The move could take millions a year out of newspaper racing sections alone, but chief commercial & strategy officer, Andrew Catterall reckons it's a "complimentary strategy rather than a combative one".
"A rising tide floats all boats,” he told AdNews. “If we can expand the audience for racing we hope it helps our media partners. We would love to see more racing coverage from News and Fairfax."
The aim is to put the focus back on the sport rather than the betting, said Catterall, but he accepted that media owners might not be over the moon about a new media company, funded by the sport, aiming to cover and monetise significant aspects of the business.
The business case is based on a five year agreement with the clubs to fund it, Catterall added, and the clubs and Racing Victoria were going to rebuild their websites anyway. "This means we can aggregate that at scale and do a better job."
While Catterall plays down the threat to publishers, the new venture, which will leave Racing Victoria as purely a regulatory body, will put a big dent in the coffers of media owners.
In a media pack circulating amongst media agencies, Racing.com touts 1.6m monthly users across the site, of which some 340,000 will come from mobile devices. It is seeking five foundation partners with $300,000 to spend.
In newspapers alone, bookmakers spend in the region of $10m per annum. Prices are higher than other sports because of the highly regulated environment and because of the competition for space from betting companies.

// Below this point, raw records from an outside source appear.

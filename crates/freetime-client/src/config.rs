//! Client configuration.
//!
//! All settings live in a single `config.toml` file at
//! `~/.config/freetime/config.toml` by default. Every key is optional.
//!
//! ```toml
//! [graph]
//! timezone = "Asia/Tokyo"
//! default_domain = "example.com"
//! timeout_secs = 10
//!
//! [schedule]
//! slot_minutes = 15
//! ```

use std::path::{Path, PathBuf};
use std::time::Duration;

use serde::{Deserialize, Serialize};

use freetime_core::{ME, SlotGranularity};
use freetime_graph::GraphConfig;

/// Configuration for the freetime client.
#[derive(Debug, Clone, Default, Serialize, Deserialize)]
#[serde(default)]
pub struct ClientConfig {
    /// Debug mode.
    pub debug: bool,

    /// Calendar service settings.
    pub graph: GraphSettings,

    /// Defaults for the `free` command.
    pub schedule: ScheduleSettings,
}

/// Calendar service settings. Unset keys fall back to [`GraphConfig`]
/// defaults.
#[derive(Debug, Clone, Default, Serialize, Deserialize)]
#[serde(default)]
pub struct GraphSettings {
    /// Identity platform authority.
    pub authority: Option<String>,

    /// Graph API root URL.
    pub graph_root: Option<String>,

    /// Scopes sent with the refresh grant.
    pub scopes: Option<Vec<String>>,

    /// Timezone the service answers in.
    pub timezone: Option<String>,

    /// Domain appended to bare attendee names.
    pub default_domain: Option<String>,

    /// Request timeout in seconds.
    pub timeout_secs: Option<u64>,

    /// Path to the credential record.
    pub credential_path: Option<PathBuf>,

    /// `$top` for list queries.
    pub page_size: Option<u32>,
}

/// Defaults for availability queries.
#[derive(Debug, Clone, Serialize, Deserialize)]
#[serde(default)]
pub struct ScheduleSettings {
    /// Whose calendar issues the availability request.
    pub organizer: String,

    /// Slot length in minutes.
    pub slot_minutes: u32,
}

impl Default for ScheduleSettings {
    fn default() -> Self {
        Self {
            organizer: ME.to_string(),
            slot_minutes: SlotGranularity::DEFAULT_MINUTES,
        }
    }
}

impl ClientConfig {
    /// Loads configuration from the default path, or defaults if it does
    /// not exist.
    pub fn load() -> Result<Self, String> {
        let path = Self::default_path();
        if path.exists() {
            Self::load_from(&path)
        } else {
            Ok(Self::default())
        }
    }

    /// Loads configuration from a specific path.
    pub fn load_from(path: &Path) -> Result<Self, String> {
        let content = std::fs::read_to_string(path)
            .map_err(|e| format!("failed to read config {}: {}", path.display(), e))?;
        toml::from_str(&content)
            .map_err(|e| format!("failed to parse config {}: {}", path.display(), e))
    }

    /// Returns the default configuration file path.
    pub fn default_path() -> PathBuf {
        Self::default_config_dir().join("config.toml")
    }

    /// Returns the default configuration directory.
    pub fn default_config_dir() -> PathBuf {
        dirs::config_dir()
            .unwrap_or_else(|| PathBuf::from("."))
            .join("freetime")
    }

    /// Builds the library configuration, with `credential_override` (from
    /// `--credential` or `FREETIME_CREDENTIAL`) taking precedence over the
    /// file.
    pub fn to_graph_config(&self, credential_override: Option<&Path>) -> GraphConfig {
        let settings = &self.graph;
        let mut config = GraphConfig::new();

        if let Some(ref authority) = settings.authority {
            config = config.with_authority(authority);
        }
        if let Some(ref root) = settings.graph_root {
            config = config.with_graph_root(root);
        }
        if let Some(ref scopes) = settings.scopes {
            config = config.with_scopes(scopes.clone());
        }
        if let Some(ref timezone) = settings.timezone {
            config = config.with_timezone(timezone);
        }
        if let Some(ref domain) = settings.default_domain {
            config = config.with_default_domain(domain);
        }
        if let Some(secs) = settings.timeout_secs {
            config = config.with_timeout(Duration::from_secs(secs));
        }
        if let Some(page_size) = settings.page_size {
            config = config.with_page_size(page_size);
        }

        match credential_override.or(settings.credential_path.as_deref()) {
            Some(path) => config.with_credential_path(path),
            None => config,
        }
    }

    /// Default slot length, validated.
    pub fn slot(&self) -> Result<SlotGranularity, String> {
        SlotGranularity::new(self.schedule.slot_minutes)
            .map_err(|e| format!("schedule.slot_minutes: {}", e.message()))
    }
}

Racing.com will certainly aim to commercialise the venture, Catterall said, but "the extra revenue will be reinvested into further development." All of it? "Some of it."
To deliver, the business is staffing up. Dale Stratford,former CMO, Village Roadshow Theme Parks, come in as general manager, marketing and Andrew Burke, former CEO, Next Digital, is general manager, Joint Digital.
So far the media team - steered editorially by former Sportal managing editor Bren O'Brien - has around 20 staff, including journalists, back-end production staff and developers. Catterall said more staff will be added, and the unit planned to invest in more producers, developers plus social media and video capacity "but only if we can do it in an efficient way".
The operation will produce video and radio content as well as written media across channels. That could lead to Racing.com pitching for business against agencies, as has AFL's media unit. Catterall said that producing advertiser content was "not in the first phase of what we're doing. But if partners want that of course we will."
The racing body and the clubs already have their own production company, equity in a statistics business and a radio venture alongside the digital portal. Over the next couple of years the plan is to integrate the units (with statistics firm Risa in partnership) as well as the print assets "so we will have a business that goes end to end," said Catterall.
Layering the data into the business could prove interesting.
"Racing creates an incredible amount of data and only a limited amount of that is distributed by Sky and TVN. We have invested heavily in our tech stack to try and bring it all together and distribute it digitally," said Catterall. "But it is a multiyear journey."